Western blotting was performed according to a standard method, as described previously [22]. The following primary antibodies were used in this study: RIP1 (1 : 2000, cell signaling, 45726, USA), p-RIP1 (1 : 2000, cell signaling, 53286, USA), RIP3 (1 : 2000, Abcam, ab226297, USA), p-RIP3 (1 : 2000, Abcam, ab195117, USA), MLKL (1 : 2000, Abcam, ab243142, USA), p-MLKL (1 : 2000, Abcam, ab187091, USA), Caspase3 (1 : 2000, cell signaling, 9662, USA), cleaved Caspase3 (1 : 2000, cell signaling, 9664, USA), DOR (1 : 2000, Millipore, AB1560, USA), and β-actin (1 : 2000, Sigma, A5441, USA). Goat anti-rabbit IgG (1 : 4000) and goat anti-mouse IgG (1 : 4000) were purchased from Sigma. The protein bands were quantified by densitometry using ImageJ software, and protein expression was normalized to the expression of the internal control.
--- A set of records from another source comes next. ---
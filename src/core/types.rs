// Copyright 2025 Eric Jingryd (tidynest@proton.me)
//
// Licensed under the Apache License, Version 2.0 (the "License");
// you may not use this file except in compliance with the License.
// You may obtain a copy of the License at
//
//     http://www.apache.org/licenses/LICENSE-2.0
//
// Unless required by applicable law or agreed to in writing, software
// distributed under the License is distributed on an "AS IS" BASIS,
// WITHOUT WARRANTIES OR CONDITIONS OF ANY KIND, either express or implied.
// See the License for the specific language governing permissions and
// limitations under the License.

//! src/core/types.rs
//!
//! Core type definitions for layout documents
//!
//! This module defines the records produced by the scanner:
//! - `Document`: A whole parsed layout file
//! - `GladeObject`: One `<object>` declaration (widget or plain GObject)
//! - `Property`: A `name=value` record inside an object or packing block
//! - `Signal`: A signal-handler binding
//! - `Requirement`: The declared toolkit dependency
//! - `Diagnostic`: A non-fatal, line-level anomaly found while scanning
//!
//! All persisted types implement serde traits for the JSON side cache.
//! Scanner bookkeeping (element spans, sanitized source) is skipped.

use serde::{Deserialize, Serialize};
use std::{fmt, ops::Range};

use crate::core::sanitizer::{LineEnding, SourceLine};

/// Declared toolkit dependency (`<requires lib="gtk+" version="3.20"/>`)
#[derive(Clone, Debug, Default, Deserialize, Eq, PartialEq, Serialize)]
pub struct Requirement {
    /// Library name, e.g. "gtk+"
    pub lib: String,
    /// Minimum version string, e.g. "3.20"
    pub version: String,
}

impl fmt::Display for Requirement {
    fn fmt(&self, f: &mut fmt::Formatter<'_>) -> fmt::Result {
        write!(f, "{} {}", self.lib, self.version)
    }
}

/// A `<property>` record
///
/// `line` is the index of the logical line in the sanitized source that
/// holds the element; `span` is the element's byte range on that line.
#[derive(Clone, Debug, Default, Deserialize, Eq, PartialEq, Serialize)]
pub struct Property {
    pub name: String,
    pub value: String,
    pub translatable: bool,
    pub line: usize,
    #[serde(skip)]
    pub span: Range<usize>,
}

/// A `<signal>` record
#[derive(Clone, Debug, Default, Deserialize, Eq, PartialEq, Serialize)]
pub struct Signal {
    pub name: String,
    /// Handler function name
    pub handler: String,
    pub swapped: bool,
    pub line: usize,
}

/// One declared UI element
///
/// Nested objects are not stored as children; the scanner emits every
/// object into the document's flat list in declaration order.
#[derive(Clone, Debug, Default, Deserialize, Eq, PartialEq, Serialize)]
pub struct GladeObject {
    /// GType class name (e.g. "GtkButton")
    pub class: String,

    /// Builder identifier, empty when the declaration has no `id`
    pub id: String,

    /// Properties in source order
    pub properties: Vec<Property>,

    /// Signal bindings in source order
    pub signals: Vec<Signal>,

    /// Container packing properties attached to this object
    pub packing: Vec<Property>,

    /// Set when the object already carries a `name` property
    pub already_named: bool,

    /// Line index of the declaration in the sanitized source
    pub line: usize,
}

impl GladeObject {
    pub fn new(class: &str, id: &str, line: usize) -> Self {
        Self {
            class: class.to_string(),
            id: id.to_string(),
            line,
            ..Self::default()
        }
    }

    /// Looks up the value of the first property called `name`
    pub fn property(&self, name: &str) -> Option<&str> {
        self.properties
            .iter()
            .find(|p| p.name == name)
            .map(|p| p.value.as_str())
    }
}

impl fmt::Display for GladeObject {
    fn fmt(&self, f: &mut fmt::Formatter<'_>) -> fmt::Result {
        if self.id.is_empty() {
            write!(f, "{}", self.class)
        } else {
            write!(f, "{}#{}", self.class, self.id)
        }
    }
}

/// Kind of non-fatal anomaly found while scanning or naming
#[derive(Clone, Copy, Debug, Eq, Hash, PartialEq)]
pub enum DiagnosticKind {
    /// Property element without a name or a same-line value
    MalformedProperty,
    /// Signal element without a name or handler
    MalformedSignal,
    /// End of input reached inside an object body
    UnterminatedObject,
    /// Second object declared with an identifier already in use
    DuplicateId,
    /// Naming requested on an object that cannot anchor a `name` property
    UnnameableObject,
}

impl fmt::Display for DiagnosticKind {
    fn fmt(&self, f: &mut fmt::Formatter<'_>) -> fmt::Result {
        match self {
            DiagnosticKind::MalformedProperty => write!(f, "property"),
            DiagnosticKind::MalformedSignal => write!(f, "signal"),
            DiagnosticKind::UnterminatedObject => write!(f, "object"),
            DiagnosticKind::DuplicateId => write!(f, "id"),
            DiagnosticKind::UnnameableObject => write!(f, "naming"),
        }
    }
}

/// A line-level warning. `line` is 1-based for humans.
#[derive(Clone, Debug, Eq, PartialEq)]
pub struct Diagnostic {
    pub line: usize,
    pub kind: DiagnosticKind,
    pub message: String,
}

impl Diagnostic {
    /// Builds a diagnostic from a 0-based line index
    pub fn new(line_idx: usize, kind: DiagnosticKind, message: String) -> Self {
        Self {
            line: line_idx + 1,
            kind,
            message,
        }
    }
}

impl fmt::Display for Diagnostic {
    fn fmt(&self, f: &mut fmt::Formatter<'_>) -> fmt::Result {
        write!(f, "[{}] line {}: {}", self.kind, self.line, self.message)
    }
}

/// A parsed layout file
#[derive(Clone, Debug, Default, Deserialize, Serialize)]
pub struct Document {
    /// Format tag of the producer, e.g. "glade-layout 0.1.0"
    pub format_version: String,

    /// Path of the parsed file
    pub filename: String,

    pub requires: Requirement,

    /// All objects, flattened, in declaration order
    pub objects: Vec<GladeObject>,

    /// Text of every stripped XML comment
    pub comments: Vec<String>,

    pub objects_count: usize,

    /// Timestamp of the last cache write, empty until then
    pub updated_on: String,

    #[serde(skip)]
    pub diagnostics: Vec<Diagnostic>,

    #[serde(skip)]
    pub(crate) source: Vec<SourceLine>,

    #[serde(skip)]
    pub(crate) line_ending: LineEnding,

    #[serde(skip)]
    pub(crate) modified: bool,
}

impl Document {
    /// Finds an object by identifier
    pub fn object(&self, id: &str) -> Option<&GladeObject> {
        self.objects.iter().find(|o| o.id == id)
    }

    /// Sanitized logical lines (folded text uses the `\n` marker)
    pub fn lines(&self) -> impl Iterator<Item = &str> {
        self.source.iter().map(SourceLine::text)
    }

    /// Number of sanitized logical lines
    pub fn line_count(&self) -> usize {
        self.source.len()
    }

    pub fn line_ending(&self) -> LineEnding {
        self.line_ending
    }

    /// True once naming injection has edited the source
    pub fn is_modified(&self) -> bool {
        self.modified
    }

    /// Renders the source back to file text, restoring folded line breaks
    ///
    /// Comments stripped by the sanitizer are not restored.
    pub fn render(&self) -> String {
        let eol = self.line_ending.as_str();
        self.source
            .iter()
            .map(|line| line.to_physical(eol))
            .collect::<Vec<_>>()
            .join(eol)
    }
}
2.6. Calcein-AM and PI Staining

Viable or necroptotic ARPE19 cells were stained with calcein acetoxymethylester (Calcein-AM) or propidium iodide (PI) according to the kit instructions (Beyotime Biotechnology, China). The primary steps are briefly described. The culture medium was discarded, and the wells were washed twice with PBS. The dye solution was composed of Calcein-AM, PI, and detection buffer at a volume ratio of 1 : 1:1000. It was added to six-well plates and incubated at 37°C for 30 min in the dark. At the end of the incubation, the wells were washed twice with PBS, and Hoechst 33258 was added and incubated at 37°C for 10 min in the dark. Finally, images were taken by fluorescence microscopy (Nikon, Japan). The number of PI-positive cells was analyzed using ImageJ software.

2.7. TUNEL Staining

ARPE19 cell apoptosis was determined using an in situ terminal deoxynucleotidyl transferase dUTP nick-end labeling nick-end labeling (TUNEL) assay (Beyotime Biotechnology, China). The specific processes were performed according to the instructions. The cells were fixed in 4% paraformaldehyde for 30 min at room temperature. After being washed three times with PBS, the cells were permeabilized with 0.3% Triton X-100 in PBS for 5 min at room temperature. The enzyme solution (TdT) and labeling solution (dUTP) were mixed with the TUNEL detection solution at a dilution of 1 : 9. TUNEL detection solution was added to each well and incubated at 37°C in the dark for 1 h. Before detection, the wells were washed twice with PBS, and Hoechst 33258 was added and incubated at 37°C for 10 min in the dark. At the end of the incubation, images were obtained by fluorescence microscopy, and the analysis was performed using ImageJ software.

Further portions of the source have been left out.